We get nervous thinking about it - suffering for the sake of Christ. How necessary is it, and what does it produce in us?
Suffering Saints
January 25, 2012
Jeremy Taylor preached a sermon on this text...
For the time has come that judgment must begin at the house of God: and if it first begin at us, what shall the end be of them that obey not the gospel of God. And if the righteous scarcely be saved, where shall the ungodly and the sinner appear? 1 Peter 4:17-18
Why suffering?
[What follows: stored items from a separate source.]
impl Config {
    /// Create an empty config layer
    pub fn new() -> Self {
        Self::default()
    }

    /// Build a layer from GitHub Action inputs in the environment.
    ///
    /// Unset and empty inputs are treated alike, as the Actions runner
    /// exports every declared input even when the workflow leaves it blank.
    pub fn from_action_env() -> Result<Config> {
        Ok(Config {
            package: PackageConfig {
                file: action_input("file").map(PathBuf::from),
                source_file: action_input("src_file").map(PathBuf::from),
            },
            chrome: ChromeConfig {
                extension_id: action_input("chrome_extension_id"),
                client_id: action_input("client_id"),
                client_secret: action_input("client_secret"),
                refresh_token: action_input("refresh_token"),
                publish: action_input("publish")
                    .map(|v| parse_bool("publish", &v))
                    .transpose()?,
                publish_target: action_input("publish_target")
                    .map(|v| v.parse::<PublishTarget>())
                    .transpose()?,
                projection: action_input("projection")
                    .map(|v| v.parse::<Projection>())
                    .transpose()?,
                api_root: action_input("chrome_api_root"),
            },
            firefox: FirefoxConfig {
                extension_id: action_input("firefox_extension_id"),
                api_key: action_input("api_key"),
                api_secret: action_input("api_secret"),
                channel: action_input("channel")
                    .map(|v| v.parse::<Channel>())
                    .transpose()?,
                wait: action_input("wait")
                    .map(|v| parse_bool("wait", &v))
                    .transpose()?,
                poll_interval: action_input("poll_interval")
                    .map(|v| parse_duration("poll_interval", &v))
                    .transpose()?,
                max_wait: action_input("max_wait")
                    .map(|v| parse_duration("max_wait", &v))
                    .transpose()?,
                api_root: action_input("firefox_api_root"),
            },
        })
    }

    /// Merge this layer with another (other takes precedence)
    pub fn merge(&self, other: &Config) -> Config {
        Config {
            package: PackageConfig {
                file: pick(&other.package.file, &self.package.file),
                source_file: pick(&other.package.source_file, &self.package.source_file),
            },
            chrome: ChromeConfig {
                extension_id: pick(&other.chrome.extension_id, &self.chrome.extension_id),
                client_id: pick(&other.chrome.client_id, &self.chrome.client_id),
                client_secret: pick(&other.chrome.client_secret, &self.chrome.client_secret),
                refresh_token: pick(&other.chrome.refresh_token, &self.chrome.refresh_token),
                publish: other.chrome.publish.or(self.chrome.publish),
                publish_target: other.chrome.publish_target.or(self.chrome.publish_target),
                projection: other.chrome.projection.or(self.chrome.projection),
                api_root: pick(&other.chrome.api_root, &self.chrome.api_root),
            },
            firefox: FirefoxConfig {
                extension_id: pick(&other.firefox.extension_id, &self.firefox.extension_id),
                api_key: pick(&other.firefox.api_key, &self.firefox.api_key),
                api_secret: pick(&other.firefox.api_secret, &self.firefox.api_secret),
                channel: other.firefox.channel.or(self.firefox.channel),
                wait: other.firefox.wait.or(self.firefox.wait),
                poll_interval: other.firefox.poll_interval.or(self.firefox.poll_interval),
                max_wait: other.firefox.max_wait.or(self.firefox.max_wait),
                api_root: pick(&other.firefox.api_root, &self.firefox.api_root),
            },
        }
    }

    /// Chrome credentials, if a Chrome extension id is configured.
    pub fn chrome_credentials(&self) -> Result<Option<ChromeCredentials>> {
        let Some(extension_id) = non_empty(&self.chrome.extension_id) else {
            return Ok(None);
        };
        Ok(Some(ChromeCredentials {
            extension_id,
            client_id: required(&self.chrome.client_id, "chrome", "client_id")?,
            client_secret: non_empty(&self.chrome.client_secret),
            refresh_token: required(&self.chrome.refresh_token, "chrome", "refresh_token")?,
        }))
    }

    /// Firefox credentials, if a Firefox extension id is configured.
    pub fn firefox_credentials(&self) -> Result<Option<FirefoxCredentials>> {
        let Some(extension_id) = non_empty(&self.firefox.extension_id) else {
            return Ok(None);
        };
        Ok(Some(FirefoxCredentials {
            extension_id,
            api_key: required(&self.firefox.api_key, "firefox", "api_key")?,
            api_secret: required(&self.firefox.api_secret, "firefox", "api_secret")?,
        }))
    }

    /// Validate the merged configuration into per-store inputs.
    pub fn resolve(&self) -> Result<Inputs> {
        let chrome = match self.chrome_credentials()? {
            Some(credentials) => Some(ChromeInputs {
                credentials,
                file: self.package_file("chrome")?,
                publish: self.chrome.publish.unwrap_or(false),
                publish_target: self.chrome.publish_target.unwrap_or_default(),
                projection: self.chrome.projection.unwrap_or_default(),
                api_root: non_empty(&self.chrome.api_root),
            }),
            None => None,
        };

        let firefox = match self.firefox_credentials()? {
            Some(credentials) => Some(FirefoxInputs {
                credentials,
                file: self.package_file("firefox")?,
                source_file: self
                    .package
                    .source_file
                    .clone()
                    .filter(|p| !p.as_os_str().is_empty()),
                channel: self.firefox.channel.unwrap_or_default(),
                wait: self.firefox.wait.unwrap_or(true),
                poll_interval: self.firefox.poll_interval.unwrap_or(DEFAULT_POLL_INTERVAL),
                max_wait: self.firefox.max_wait.unwrap_or(DEFAULT_MAX_WAIT),
                api_root: non_empty(&self.firefox.api_root),
            }),
            None => None,
        };

        Ok(Inputs { chrome, firefox })
    }

    fn package_file(&self, store: &str) -> Result<PathBuf> {
        self.package
            .file
            .clone()
            .filter(|p| !p.as_os_str().is_empty())
            .ok_or_else(|| anyhow!("{store}: missing required input `file`"))
    }
}

/// Validated inputs for one run
#[derive(Debug, Clone, PartialEq)]
pub struct Inputs {
    pub chrome: Option<ChromeInputs>,
    pub firefox: Option<FirefoxInputs>,
}

impl Inputs {
    /// Whether any store is configured
    pub fn is_empty(&self) -> bool {
        self.chrome.is_none() && self.firefox.is_none()
    }

    /// Human-readable summary with secrets masked
    pub fn describe(&self) -> Vec<String> {
        let mut lines = Vec::new();
        match &self.chrome {
            Some(c) => {
                lines.push(format!("chrome.extension_id: {}", c.credentials.extension_id));
                lines.push(format!("chrome.client_id: {}", c.credentials.client_id));
                lines.push(format!(
                    "chrome.client_secret: {}",
                    c.credentials
                        .client_secret
                        .as_deref()
                        .map(mask_secret)
                        .unwrap_or_else(|| "(none)".to_string())
                ));
                lines.push(format!(
                    "chrome.refresh_token: {}",
                    mask_secret(&c.credentials.refresh_token)
                ));
                lines.push(format!("chrome.file: {}", c.file.display()));
                lines.push(format!("chrome.publish: {}", c.publish));
                lines.push(format!("chrome.publish_target: {}", c.publish_target));
                lines.push(format!("chrome.projection: {}", c.projection));
                if let Some(root) = &c.api_root {
                    lines.push(format!("chrome.api_root: {root}"));
                }
            }
            None => lines.push("chrome: (not configured)".to_string()),
        }
        match &self.firefox {
            Some(f) => {
                lines.push(format!("firefox.extension_id: {}", f.credentials.extension_id));
                lines.push(format!("firefox.api_key: {}", f.credentials.api_key));
                lines.push(format!(
                    "firefox.api_secret: {}",
                    mask_secret(&f.credentials.api_secret)
                ));
                lines.push(format!("firefox.file: {}", f.file.display()));
                if let Some(src) = &f.source_file {
                    lines.push(format!("firefox.source_file: {}", src.display()));
                }
                lines.push(format!("firefox.channel: {}", f.channel));
                lines.push(format!("firefox.wait: {}", f.wait));
                lines.push(format!(
                    "firefox.poll_interval: {}",
                    humantime::format_duration(f.poll_interval)
                ));
                lines.push(format!(
                    "firefox.max_wait: {}",
                    humantime::format_duration(f.max_wait)
                ));
                if let Some(root) = &f.api_root {
                    lines.push(format!("firefox.api_root: {root}"));
                }
            }
            None => lines.push("firefox: (not configured)".to_string()),
        }
        lines
    }
}

/// Inputs for the Chrome branch
#[derive(Debug, Clone, PartialEq)]
pub struct ChromeInputs {
    pub credentials: ChromeCredentials,
    pub file: PathBuf,
    pub publish: bool,
    pub publish_target: PublishTarget,
    pub projection: Projection,
    pub api_root: Option<String>,
}

/// Inputs for the Firefox branch
#[derive(Debug, Clone, PartialEq)]
pub struct FirefoxInputs {
    pub credentials: FirefoxCredentials,
    pub file: PathBuf,
    pub source_file: Option<PathBuf>,
    pub channel: Channel,
    pub wait: bool,
    pub poll_interval: Duration,
    pub max_wait: Duration,
    pub api_root: Option<String>,
}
Taylor takes a deep breath and gives it a whirl...
"...without the sufferings of saints, God should lose the glories
1) of bringing good out of evil;
2) of being with us in tribulation;
3) of sustaining our infirmities;
4) of triumphing over the malice His enemies.
5) Without the suffering of saints where were the exaltation of the cross, the conformity of the members to Christ their head, the coronets of martyrs?
6) Where were the trial of our faith?
7) Or the exercise of long-suffering?
8) Where were the opportunities to give God the greatest love, which cannot be but by dying and suffering for Him?
9) How should that which the world calls folly prove the greatest wisdom;
10) And God be glorified by events contrary to the probability and expectation of their causes?
11) By the suffering of saints Christian religion is proved to be most excellent; while the iniquity and cruelty of the adversaries invites those onlookers to consider the secret excellencies of that religion for which and in which men are so willing to die; for that religion must needs be worth looking into, which so many wise and excellent men do so much value above their lives and fortunes.
12) By our suffering we have a capacity of serving God beyond that of angels, who indeed can sing God's praise with a sweeter note, and obey Him with a more unabated will, and execute His commands with a swifter wing and a greater power; but they cannot die for God, they can lose no lands for Him; and He that did so for all us, and commanded us to do so for Him, is ascended far above all angels, and is heir of a greater glory.
13) 'Do this and live' was the covenant of the law, but in the gospel it is 'suffer this and live. He that forsakes house and land, friends and life, for my sake, is my disciple.'
14) By the suffering of saints, God chastises their follies and levities, keeping their errors from evolving into heresies, and stopping their infirmities from becoming crimes.